G. A. Duerler Mfg. Co. v. Eichhorn

Decision Date09 January 1907
Citation99 S.W. 715
CourtTexas Court of Appeals
PartiesG. A. DUERLER MFG. CO. v. EICHHORN.<SMALL><SUP>*</SUP></SMALL>

Appeal from District Court, Bexar County; J. L. Camp, Judge.

Action by Jessie Eichhorn against the G. A. Duerler Manufacturing Company. From a judgment for plaintiff, defendant appeals. Affirmed.

Keller & Keller, for appellant. C. A. Davies, for appellee.

NEILL, J.

This suit was brought by Miss Eichhorn against appellant, a private corporation, to recover damages for personal injuries inflicted by the negligence of the defendant while she was employed in its service. The defenses pleaded were assumed risk, contributory negligence, and negligence of her fellow servants. The trial resulted in a judgment in her favor for $5,000.

Conclusions of Fact.

On November 14, 1904, while plaintiff was at work as defendant's servant in its pecan factory, a barrel fell from the joist overhead upon her head, knocked her down, and inflicted upon her serious and permanent physical injuries. Its fall was caused by defendant's negligence in placing the vessel insecurely on the joist above the floor of the building, where his servants, among whom was plaintiff, were required to do their work. The plaintiff did not assume the risk of such negligence, nor was she guilty of any negligence proximately contributing to that of defendant which caused her injury, nor were her injuries inflicted through any negligent act of a fellow servant. The damages sustained by reason of defendant's negligence were as assessed by the jury.

Conclusions of Law.

1. Courts and text-writers, without reference to any recognized rule or principle, all concede the admissibility of the opinions of nonprofessional men upon the questions of health and sickness. The question of good or ill health of an individual requires no scientific knowledge to enable one who is well acquainted with him to form an opinion upon it. One man hardly ever meets another without forming an opinion as to his health, which arises from his observation and the appearance of the particular individual. Therefore we have no doubt that the following testimony of Mrs. Lusk, who had known plaintiff for 12 years, viz.: "She was always in good health while I have known her up to November 14, 1904. Her health was always the same up to that time. Since November 14, 1904, her health has not been good at all. She has fallen off in weight. This condition of her health has lasted ever since November 14, 1904," was competent to show the state of plaintiff's health before and after the date of her injury. Besides, the witness testifies specifically to facts which, if true, show the ill health of plaintiff after she was struck by the falling barrel. Even as to questions involving scientific knowledge, such as mental condition, etc., a nonexpert may testify as to his opinion, if he give the facts upon which it is based. Galloway v. S. A. & G. Ry. Co. (Tex. Civ. App.) 78 S. W. 33. We therefore overrule appellant's second assignment of error, and the third, fourth, fifth, and sixth, which complain of testimony of the same character.

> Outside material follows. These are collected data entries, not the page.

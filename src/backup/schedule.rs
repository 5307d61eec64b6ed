//! Fixed-interval automatic backups on a background thread

use std::io;
use std::panic::{self, AssertUnwindSafe};
use std::sync::Arc;
use std::thread::{self, JoinHandle};
use std::time::Duration;

use crossbeam_channel::{bounded, select, tick, Sender};

use super::orchestrator::Inner;

/// Handle to a running schedule; stopping it joins the thread
pub(crate) struct AutoBackupSchedule {
    cancel: Option<Sender<()>>,
    handle: Option<JoinHandle<()>>,
}

impl AutoBackupSchedule {
    /// Spawn the schedule thread; the first run happens one `interval` from now
    pub(crate) fn spawn(inner: Arc<Inner>, interval: Duration) -> io::Result<Self> {
        let (cancel_tx, cancel_rx) = bounded::<()>(1);

        let handle = thread::Builder::new()
            .name("auto-backup".into())
            .spawn(move || {
                let ticker = tick(interval);
                loop {
                    select! {
                        recv(cancel_rx) -> _ => break,
                        recv(ticker) -> _ => {
                            let run = panic::catch_unwind(AssertUnwindSafe(|| inner.perform_auto_backup()));
                            match run {
                                Ok(count) => tracing::debug!(count, "scheduled backup pass finished"),
                                Err(_) => tracing::error!("scheduled backup pass panicked, schedule continues"),
                            }
                        }
                    }
                }
                tracing::debug!("auto-backup thread exiting");
            })?;

        Ok(Self {
            cancel: Some(cancel_tx),
            handle: Some(handle),
        })
    }

    /// Cancel future ticks and wait for an in-flight pass to finish
    pub(crate) fn stop(mut self) {
        self.shutdown();
    }

    fn shutdown(&mut self) {
        // Dropping the sender disconnects the channel, which also wakes the thread
        if let Some(cancel) = self.cancel.take() {
            let _ = cancel.try_send(());
        }
        if let Some(handle) = self.handle.take() {
            if handle.join().is_err() {
                tracing::error!("auto-backup thread panicked");
            }
        }
    }
}

impl Drop for AutoBackupSchedule {
    fn drop(&mut self) {
        self.shutdown();
    }
}
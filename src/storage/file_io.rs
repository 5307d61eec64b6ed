//! File I/O utilities with atomic writes
//!
//! Provides safe file operations that won't corrupt data on failure.

use std::fs::{self, File};
use std::io::{BufReader, BufWriter, Write};
use std::path::Path;

use serde::{de::DeserializeOwned, Serialize};

use crate::error::BackupError;

/// Read JSON from a file, returning a default value if file doesn't exist
pub fn read_json<T, P>(path: P) -> Result<T, BackupError>
where
    T: DeserializeOwned + Default,
    P: AsRef<Path>,
{
    let path = path.as_ref();

    if !path.exists() {
        return Ok(T::default());
    }

    let file = File::open(path)
        .map_err(|e| BackupError::Settings(format!("Failed to open {}: {}", path.display(), e)))?;

    let reader = BufReader::new(file);
    serde_json::from_reader(reader)
        .map_err(|e| BackupError::Settings(format!("Failed to parse {}: {}", path.display(), e)))
}

/// Write JSON to a file atomically (write to temp, then rename)
///
/// The file is either completely written or not modified at all.
pub fn write_json_atomic<T, P>(path: P, data: &T) -> Result<(), BackupError>
where
    T: Serialize,
    P: AsRef<Path>,
{
    let path = path.as_ref();

    if let Some(parent) = path.parent() {
        fs::create_dir_all(parent).map_err(|e| {
            BackupError::Settings(format!(
                "Failed to create directory {}: {}",
                parent.display(),
                e
            ))
        })?;
    }

    // Temp file must sit in the same directory for the rename to be atomic
    let temp_path = path.with_extension("json.tmp");

    let file = File::create(&temp_path)
        .map_err(|e| BackupError::Settings(format!("Failed to create temp file: {}", e)))?;

    let mut writer = BufWriter::new(file);
    serde_json::to_writer_pretty(&mut writer, data)
        .map_err(|e| BackupError::Settings(format!("Failed to serialize data: {}", e)))?;

    writer
        .flush()
        .map_err(|e| BackupError::Settings(format!("Failed to flush data: {}", e)))?;

    writer
        .get_ref()
        .sync_all()
        .map_err(|e| BackupError::Settings(format!("Failed to sync data: {}", e)))?;

    fs::rename(&temp_path, path).map_err(|e| {
        let _ = fs::remove_file(&temp_path);
        BackupError::Settings(format!("Failed to rename temp file: {}", e))
    })?;

    Ok(())
}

2. Counsel for appellee asked Dr. Hooker this question: "I will ask you whether or not a person who has been standing up and who has been hit by a barrel weighing from 20 to 28 pounds and had been knocked unconscious by the barrel and had fallen to the floor backwards, whether or not that condition you found existing, could or could not it have been produced by that fall? And the witness answered same by saying: `Why, I think it undoubtedly would.'" The question and answer were objected to by appellant upon the ground that no predicate had been laid for the question, but it assumed as facts the matters embodied, as though testified to, and permitted the witness to decide a question which should have been left to the jury. We are unable to determine from the statement in appellant's brief whether or not a sufficient predicate was laid to authorize the question which called for the witness' opinion; for it does not show what testimony, if any, had been introduced in regard to the matters embraced by the interrogatory. Therefore the question raised by the seventh assignment of error is not presented by the brief in such a manner as entitles it to consideration.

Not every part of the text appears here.